(Extracted data entries)
-------------------------

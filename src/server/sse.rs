//! Server-sent events stream for bot activity. Replaces the teacher's
//! dashboard WebSocket -- SSE is simpler for a one-way, reconnecting feed and
//! matches the spec's `GET /events/stream` contract.

use std::convert::Infallible;
use std::pin::Pin;
use std::sync::Arc;
use std::task::{Context, Poll};
use std::time::Duration;

use axum::extract::State;
use axum::response::sse::{Event, KeepAlive, KeepAliveStream, Sse};
use futures_util::stream::Stream;
use tokio::sync::mpsc;
use tokio_stream::wrappers::ReceiverStream;

use crate::events::Unsubscribe;
use crate::server::auth::AuthUser;
use crate::state::AppState;

/// Calls `Unsubscribe::call` exactly once, when the stream it's attached to
/// is dropped (client disconnect, or the server giving up on the response).
struct UnsubscribeGuard(Option<Unsubscribe>);

impl Drop for UnsubscribeGuard {
    fn drop(&mut self) {
        if let Some(unsub) = self.0.take() {
            unsub.call();
        }
    }
}

pub struct EventStream {
    inner: ReceiverStream<String>,
    _guard: UnsubscribeGuard,
}

impl Stream for EventStream {
    type Item = Result<Event, Infallible>;

    fn poll_next(self: Pin<&mut Self>, cx: &mut Context<'_>) -> Poll<Option<Self::Item>> {
        let this = self.get_mut();
        Pin::new(&mut this.inner).poll_next(cx).map(|opt| opt.map(|payload| Ok(Event::default().data(payload))))
    }
}

/// GET /events/stream -- every event for the authenticated user's bots, as
/// they're emitted. The subscription lives exactly as long as the HTTP
/// connection; dropping the stream on client disconnect unsubscribes.
pub async fn stream_events(State(state): State<Arc<AppState>>, user: AuthUser) -> Sse<KeepAliveStream<EventStream>> {
    let (tx, rx) = mpsc::channel(256);

    let unsub = state.events.subscribe_user(user.user_id.clone(), move |event| {
        let payload = serde_json::to_string(event).unwrap_or_default();
        let _ = tx.try_send(payload);
    });

    let stream = EventStream { inner: ReceiverStream::new(rx), _guard: UnsubscribeGuard(Some(unsub)) };
    Sse::new(stream).keep_alive(KeepAlive::new().interval(Duration::from_secs(15)))
}
use std::{
    ffi::OsString,
    io,
    path::{Path, PathBuf},
    sync::Arc,
};

use inlet_core::ChannelUuid;
use serde::Serialize;
use thiserror::Error;
use time::OffsetDateTime;
use tokio::{
    fs,
    io::AsyncWriteExt,
    sync::{Mutex, MutexGuard},
};
use tracing::{debug, instrument};
use uuid::Uuid;

use crate::entry::{SpoolEntry, SpoolKind};

/// Suffix appended to entries that could not be parsed or replayed.
pub const ERROR_SUFFIX: &str = "error";
/// Suffix appended to entries that exhausted their replay attempts.
pub const DEAD_SUFFIX: &str = "dead";

const ENTRY_EXTENSION: &str = "json";

#[derive(Debug, Error)]
pub enum SpoolError {
    #[error("spool io on {}: {source}", path.display())]
    Io {
        path: PathBuf,
        #[source]
        source: io::Error,
    },
    #[error("unable to encode spool entry: {0}")]
    Encode(#[from] serde_json::Error),
}

fn io_err(path: &Path) -> impl FnOnce(io::Error) -> SpoolError + '_ {
    move |source| SpoolError::Io {
        path: path.to_path_buf(),
        source,
    }
}

/// Handle on a spool directory. Clones share the flush cycle lock.
#[derive(Debug, Clone)]
pub struct Spool {
    root: PathBuf,
    cycle: Arc<Mutex<()>>,
}

impl Spool {
    /// Opens (creating if needed) the spool rooted at `root`.
    pub async fn open(root: impl Into<PathBuf>) -> Result<Self, SpoolError> {
        let root = root.into();
        for kind in SpoolKind::ALL {
            let dir = root.join(kind.as_str());
            fs::create_dir_all(&dir).await.map_err(io_err(&dir))?;
        }
        Ok(Self {
            root,
            cycle: Arc::new(Mutex::new(())),
        })
    }

    pub fn root(&self) -> &Path {
        &self.root
    }

    pub fn dir(&self, kind: SpoolKind) -> PathBuf {
        self.root.join(kind.as_str())
    }

    /// Durably writes `payload` as a new entry and returns its path.
    #[instrument(name = "spool.write", skip(self, payload), fields(kind = %kind, channel_uuid = %channel_uuid))]
    pub async fn write<T: Serialize + Sync>(
        &self,
        kind: SpoolKind,
        channel_uuid: ChannelUuid,
        payload: &T,
    ) -> Result<PathBuf, SpoolError> {
        let entry = SpoolEntry::new(kind, channel_uuid, payload);
        let path = self.dir(kind).join(entry_name(entry.spooled_on));
        self.persist(&path, &entry).await?;
        debug!(path = %path.display(), "entry spooled");
        Ok(path)
    }

    /// Pending entries of `kind`, oldest first.
    pub async fn pending(&self, kind: SpoolKind) -> Result<Vec<PathBuf>, SpoolError> {
        self.list(kind, |name| {
            !name.starts_with('.') && name.ends_with(&format!(".{ENTRY_EXTENSION}"))
        })
        .await
    }

    pub async fn pending_count(&self) -> Result<usize, SpoolError> {
        let mut total = 0;
        for kind in SpoolKind::ALL {
            total += self.pending(kind).await?.len();
        }
        Ok(total)
    }

    /// Entries of `kind` that were set aside with `suffix`.
    pub async fn set_aside(&self, kind: SpoolKind, suffix: &str) -> Result<Vec<PathBuf>, SpoolError> {
        let tail = format!(".{suffix}");
        self.list(kind, |name| name.ends_with(&tail)).await
    }

    async fn list(
        &self,
        kind: SpoolKind,
        keep: impl Fn(&str) -> bool,
    ) -> Result<Vec<PathBuf>, SpoolError> {
        let dir = self.dir(kind);
        let mut reader = fs::read_dir(&dir).await.map_err(io_err(&dir))?;
        let mut paths = Vec::new();
        while let Some(item) = reader.next_entry().await.map_err(io_err(&dir))? {
            let name = item.file_name();
            if name.to_str().is_some_and(&keep) {
                paths.push(item.path());
            }
        }
        paths.sort();
        Ok(paths)
    }

    pub async fn read(&self, path: &Path) -> Result<Vec<u8>, SpoolError> {
        fs::read(path).await.map_err(io_err(path))
    }

    pub async fn remove(&self, path: &Path) -> Result<(), SpoolError> {
        fs::remove_file(path).await.map_err(io_err(path))
    }

    /// Replaces the entry at `path` in place.
    pub async fn rewrite<T: Serialize + Sync>(
        &self,
        path: &Path,
        entry: &SpoolEntry<T>,
    ) -> Result<(), SpoolError> {
        self.persist(path, entry).await
    }

    /// Renames the entry so the flusher no longer picks it up.
    pub async fn set_aside_as(&self, path: &Path, suffix: &str) -> Result<PathBuf, SpoolError> {
        let mut target = OsString::from(path.as_os_str());
        target.push(".");
        target.push(suffix);
        let target = PathBuf::from(target);
        fs::rename(path, &target).await.map_err(io_err(path))?;
        Ok(target)
    }

    pub(crate) async fn lock_cycle(&self) -> MutexGuard<'_, ()> {
        self.cycle.lock().await
    }

    /// Writes `value` to a temp file, syncs it and renames it over `path`,
    /// then syncs the directory so the new name survives a crash.
    async fn persist<T: Serialize + Sync>(&self, path: &Path, value: &T) -> Result<(), SpoolError> {
        let bytes = serde_json::to_vec(value)?;
        let tmp = temp_path(path);
        let written = async {
            let mut file = fs::File::create(&tmp).await?;
            file.write_all(&bytes).await?;
            file.sync_all().await?;
            drop(file);
            fs::rename(&tmp, path).await
        }
        .await;
        if let Err(err) = written {
            if let Err(cleanup) = fs::remove_file(&tmp).await {
                debug!(path = %tmp.display(), error = %cleanup, "temp entry not removed");
            }
            return Err(io_err(path)(err));
        }
        match path.parent() {
            Some(dir) => sync_dir(dir).await,
            None => Ok(()),
        }
    }
}

#[cfg(unix)]
async fn sync_dir(dir: &Path) -> Result<(), SpoolError> {
    let handle = fs::File::open(dir).await.map_err(io_err(dir))?;
    handle.sync_all().await.map_err(io_err(dir))
}

#[cfg(not(unix))]
async fn sync_dir(_dir: &Path) -> Result<(), SpoolError> {
    Ok(())
}

fn entry_name(spooled_on: OffsetDateTime) -> String {
    format!(
        "{:020}_{}.{ENTRY_EXTENSION}",
        spooled_on.unix_timestamp_nanos(),
        Uuid::new_v4().simple()
    )
}

fn temp_path(path: &Path) -> PathBuf {
    let name = path
        .file_name()
        .map(|n| n.to_string_lossy().into_owned())
        .unwrap_or_default();
    path.with_file_name(format!(".{name}.tmp"))
}
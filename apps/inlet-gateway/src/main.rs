use anyhow::Result;
use inlet_gateway::config::GatewayConfig;
use inlet_telemetry::install as init_telemetry;

#[tokio::main]
async fn main() -> Result<()> {
    init_telemetry("inlet-gateway")?;

    let config = GatewayConfig::from_env()?;
    inlet_gateway::run(config).await
}
use metrics::Label;

use crate::context::TelemetryLabels;

fn labels(labels: &TelemetryLabels) -> Vec<Label> {
    labels
        .tags()
        .into_iter()
        .map(|(k, v)| Label::new(k, v))
        .collect()
}

pub fn record_counter(name: &'static str, value: u64, tags: &TelemetryLabels) {
    metrics::counter!(name, labels(tags)).increment(value);
}

pub fn record_histogram(name: &'static str, value: f64, tags: &TelemetryLabels) {
    metrics::histogram!(name, labels(tags)).record(value);
}

pub fn record_gauge(name: &'static str, value: f64, tags: &TelemetryLabels) {
    metrics::gauge!(name, labels(tags)).set(value);
}
#![allow(dead_code)]

use std::{collections::BTreeMap, sync::Arc};

use inlet_backend::{Backend, BackendConfig, BackendParts, FsBlobStore};
use inlet_bus::{InMemoryBusClient, WorkQueue};
use inlet_core::{Channel, ChannelId, ChannelType, ChannelUuid, Msg, OrgId, Urn};
use inlet_fingerprint::FingerprintCache;
use inlet_spool::Spool;
use inlet_store::{SqliteStore, testkit::ToggleStore};
use tempfile::TempDir;

pub const SENDER: &str = "tel:+15551234";
pub const MEDIA_BASE: &str = "https://media.test";

pub struct Harness {
    pub backend: Backend,
    pub sqlite: SqliteStore,
    pub store: ToggleStore<SqliteStore>,
    pub bus: InMemoryBusClient,
    pub blobs: FsBlobStore,
    pub spool: Spool,
    pub channel: Channel,
    pub config: BackendConfig,
    pub dir: TempDir,
}

impl Harness {
    pub fn msg(&self, text: &str) -> Msg {
        Msg::new_incoming(&self.channel, Urn::parse(SENDER).unwrap(), text)
    }
}

pub fn channel() -> Channel {
    Channel {
        id: ChannelId(1),
        uuid: ChannelUuid::new(),
        org_id: OrgId(42),
        channel_type: ChannelType::new("EX"),
        name: "External".into(),
        address: "2020".into(),
        country: Some("US".into()),
        schemes: vec!["tel".into()],
        config: BTreeMap::new(),
    }
}

pub async fn harness() -> Harness {
    harness_with(BackendConfig::default()).await
}

pub async fn harness_with(mut config: BackendConfig) -> Harness {
    let dir = TempDir::new().unwrap();
    config.db_path = dir.path().join("inlet.db");
    config.spool_dir = dir.path().join("spool");
    config.blob_dir = dir.path().join("media");
    config.blob_base_url = MEDIA_BASE.into();

    let sqlite = SqliteStore::open(&config.db_path).unwrap();
    let channel = channel();
    sqlite.add_channel(&channel).await.unwrap();
    let store = ToggleStore::new(sqlite.clone());
    let bus = InMemoryBusClient::default();
    let spool = Spool::open(&config.spool_dir).await.unwrap();
    let blobs = FsBlobStore::new(&config.blob_dir, &config.blob_base_url);

    let backend = Backend::new(
        BackendParts {
            store: Arc::new(store.clone()),
            fingerprints: FingerprintCache::in_memory(&config.fingerprint),
            spool: spool.clone(),
            queue: WorkQueue::new(Arc::new(bus.clone()), &config.work_queue),
            blobs: Arc::new(blobs.clone()),
        },
        &config,
    );

    Harness {
        backend,
        sqlite,
        store,
        bus,
        blobs,
        spool,
        channel,
        config,
        dir,
    }
}
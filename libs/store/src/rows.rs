//! Explicit conversions between SQLite rows and domain values.

use std::error::Error as StdError;

use inlet_core::{
    Channel, ChannelId, ChannelType, ChannelUuid, ContactId, ContactUrnId, Msg, MsgDirection,
    MsgId, MsgStatus, MsgUuid, MsgVisibility, OrgId,
};
use rusqlite::{Error as SqlError, Row, types::Type};
use serde::de::DeserializeOwned;
use serde_json::Value;
use time::{OffsetDateTime, format_description::well_known::Rfc3339};

use crate::StoreError;

/// A message as it exists in storage.
#[derive(Debug, Clone, PartialEq)]
pub struct StoredMsg {
    pub id: MsgId,
    pub uuid: MsgUuid,
    pub org_id: OrgId,
    pub direction: MsgDirection,
    pub status: MsgStatus,
    pub visibility: MsgVisibility,
    pub text: String,
    pub attachments: Vec<String>,
    pub external_id: Option<String>,
    pub metadata: Option<Value>,
    pub channel_id: ChannelId,
    pub contact_id: ContactId,
    pub contact_urn_id: ContactUrnId,
    pub error_count: u32,
    pub created_on: OffsetDateTime,
    pub next_attempt: OffsetDateTime,
    pub sent_on: Option<OffsetDateTime>,
    /// Why the message ended up failed, when it did.
    pub failed_reason: Option<String>,
}

impl StoredMsg {
    /// Expects the column order of `schema::MSG_COLUMNS`.
    pub(crate) fn from_row(row: &Row<'_>) -> rusqlite::Result<Self> {
        Ok(Self {
            id: MsgId(row.get(0)?),
            uuid: MsgUuid(uuid_col(row, 1)?),
            org_id: OrgId(row.get(2)?),
            direction: code_col(row, 3, MsgDirection::from_code)?,
            status: code_col(row, 4, MsgStatus::from_code)?,
            visibility: code_col(row, 5, MsgVisibility::from_code)?,
            text: row.get(6)?,
            attachments: json_col(row, 7)?,
            external_id: row.get(8)?,
            metadata: row
                .get::<_, Option<String>>(9)?
                .map(|raw| serde_json::from_str(&raw).map_err(|e| conversion_error(9, e)))
                .transpose()?,
            channel_id: ChannelId(row.get(10)?),
            contact_id: ContactId(row.get(11)?),
            contact_urn_id: ContactUrnId(row.get(12)?),
            error_count: row.get(13)?,
            created_on: ts_col(row, 14)?,
            next_attempt: ts_col(row, 15)?,
            sent_on: row
                .get::<_, Option<String>>(16)?
                .map(|raw| parse_ts(16, &raw))
                .transpose()?,
            failed_reason: row.get(17)?,
        })
    }
}

/// Column values for a new `msgs` row, encoded ahead of the blocking insert.
pub(crate) struct MsgInsert {
    pub uuid: String,
    pub org_id: i64,
    pub direction: &'static str,
    pub status: &'static str,
    pub visibility: &'static str,
    pub high_priority: bool,
    pub text: String,
    pub attachments: String,
    pub external_id: Option<String>,
    pub response_to_external_id: Option<String>,
    pub metadata: Option<String>,
    pub channel_id: i64,
    pub msg_count: u32,
    pub error_count: u32,
    pub created_on: String,
    pub modified_on: String,
    pub queued_on: String,
    pub next_attempt: String,
    pub sent_on: Option<String>,
    pub log_uuids: String,
}

impl MsgInsert {
    pub(crate) fn from_msg(msg: &Msg) -> Result<Self, StoreError> {
        Ok(Self {
            uuid: msg.uuid.to_string(),
            org_id: msg.org_id.get(),
            direction: msg.direction.code(),
            status: msg.status.code(),
            visibility: msg.visibility.code(),
            high_priority: msg.high_priority,
            text: msg.text.clone(),
            attachments: serde_json::to_string(&msg.attachments)?,
            external_id: msg.external_id.clone(),
            response_to_external_id: msg.response_to_external_id.clone(),
            metadata: msg.metadata.as_ref().map(serde_json::to_string).transpose()?,
            channel_id: msg.channel_id.get(),
            msg_count: msg.msg_count,
            error_count: msg.error_count,
            created_on: format_ts(msg.created_on)?,
            modified_on: format_ts(msg.modified_on)?,
            queued_on: format_ts(msg.queued_on)?,
            next_attempt: format_ts(msg.next_attempt)?,
            sent_on: msg.sent_on.map(format_ts).transpose()?,
            log_uuids: serde_json::to_string(&msg.log_uuids)?,
        })
    }
}

/// Expects the column order of `schema::CHANNEL_COLUMNS`.
pub(crate) fn channel_from_row(row: &Row<'_>) -> rusqlite::Result<Channel> {
    Ok(Channel {
        id: ChannelId(row.get(0)?),
        uuid: ChannelUuid(uuid_col(row, 1)?),
        org_id: OrgId(row.get(2)?),
        channel_type: ChannelType::new(row.get::<_, String>(3)?),
        name: row.get(4)?,
        address: row.get(5)?,
        country: row.get(6)?,
        schemes: json_col(row, 7)?,
        config: json_col(row, 8)?,
    })
}

pub(crate) fn format_ts(ts: OffsetDateTime) -> Result<String, StoreError> {
    ts.format(&Rfc3339)
        .map_err(|err| StoreError::Internal(format!("format timestamp: {err}")))
}

pub(crate) fn parse_ts(idx: usize, raw: &str) -> rusqlite::Result<OffsetDateTime> {
    OffsetDateTime::parse(raw, &Rfc3339).map_err(|err| conversion_error(idx, err))
}

fn ts_col(row: &Row<'_>, idx: usize) -> rusqlite::Result<OffsetDateTime> {
    parse_ts(idx, &row.get::<_, String>(idx)?)
}

fn uuid_col(row: &Row<'_>, idx: usize) -> rusqlite::Result<uuid::Uuid> {
    let raw: String = row.get(idx)?;
    uuid::Uuid::parse_str(&raw).map_err(|err| conversion_error(idx, err))
}

fn json_col<T: DeserializeOwned>(row: &Row<'_>, idx: usize) -> rusqlite::Result<T> {
    let raw: String = row.get(idx)?;
    serde_json::from_str(&raw).map_err(|err| conversion_error(idx, err))
}

fn code_col<T>(row: &Row<'_>, idx: usize, parse: fn(&str) -> Option<T>) -> rusqlite::Result<T> {
    let raw: String = row.get(idx)?;
    parse(&raw).ok_or_else(|| conversion_error(idx, format!("unknown code '{raw}'")))
}

fn conversion_error(idx: usize, err: impl Into<Box<dyn StdError + Send + Sync>>) -> SqlError {
    SqlError::FromSqlConversionFailure(idx, Type::Text, err.into())
}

-------------------------

PROBLEM REQUIREMENTS: The lines to extract from the data above begin with the line containing "use crate::state::AppState;" and end with the line containing "use uuid::Uuid;". Extract them exactly, including both.

ANSWER BELOW:
use crate::state::AppState;

/// Calls `Unsubscribe::call` exactly once, when the stream it's attached to
/// is dropped (client disconnect, or the server giving up on the response).
struct UnsubscribeGuard(Option<Unsubscribe>);

impl Drop for UnsubscribeGuard {
    fn drop(&mut self) {
        if let Some(unsub) = self.0.take() {
            unsub.call();
        }
    }
}

pub struct EventStream {
    inner: ReceiverStream<String>,
    _guard: UnsubscribeGuard,
}

impl Stream for EventStream {
    type Item = Result<Event, Infallible>;

    fn poll_next(self: Pin<&mut Self>, cx: &mut Context<'_>) -> Poll<Option<Self::Item>> {
        let this = self.get_mut();
        Pin::new(&mut this.inner).poll_next(cx).map(|opt| opt.map(|payload| Ok(Event::default().data(payload))))
    }
}

/// GET /events/stream -- every event for the authenticated user's bots, as
/// they're emitted. The subscription lives exactly as long as the HTTP
/// connection; dropping the stream on client disconnect unsubscribes.
pub async fn stream_events(State(state): State<Arc<AppState>>, user: AuthUser) -> Sse<KeepAliveStream<EventStream>> {
    let (tx, rx) = mpsc::channel(256);

    let unsub = state.events.subscribe_user(user.user_id.clone(), move |event| {
        let payload = serde_json::to_string(event).unwrap_or_default();
        let _ = tx.try_send(payload);
    });

    let stream = EventStream { inner: ReceiverStream::new(rx), _guard: UnsubscribeGuard(Some(unsub)) };
    Sse::new(stream).keep_alive(KeepAlive::new().interval(Duration::from_secs(15)))
}
use std::{
    ffi::OsString,
    io,
    path::{Path, PathBuf},
    sync::Arc,
};

use inlet_core::ChannelUuid;
use serde::Serialize;
use thiserror::Error;
use time::OffsetDateTime;
use tokio::{
    fs,
    io::AsyncWriteExt,
    sync::{Mutex, MutexGuard},
};
use tracing::{debug, instrument};
use uuid::Uuid;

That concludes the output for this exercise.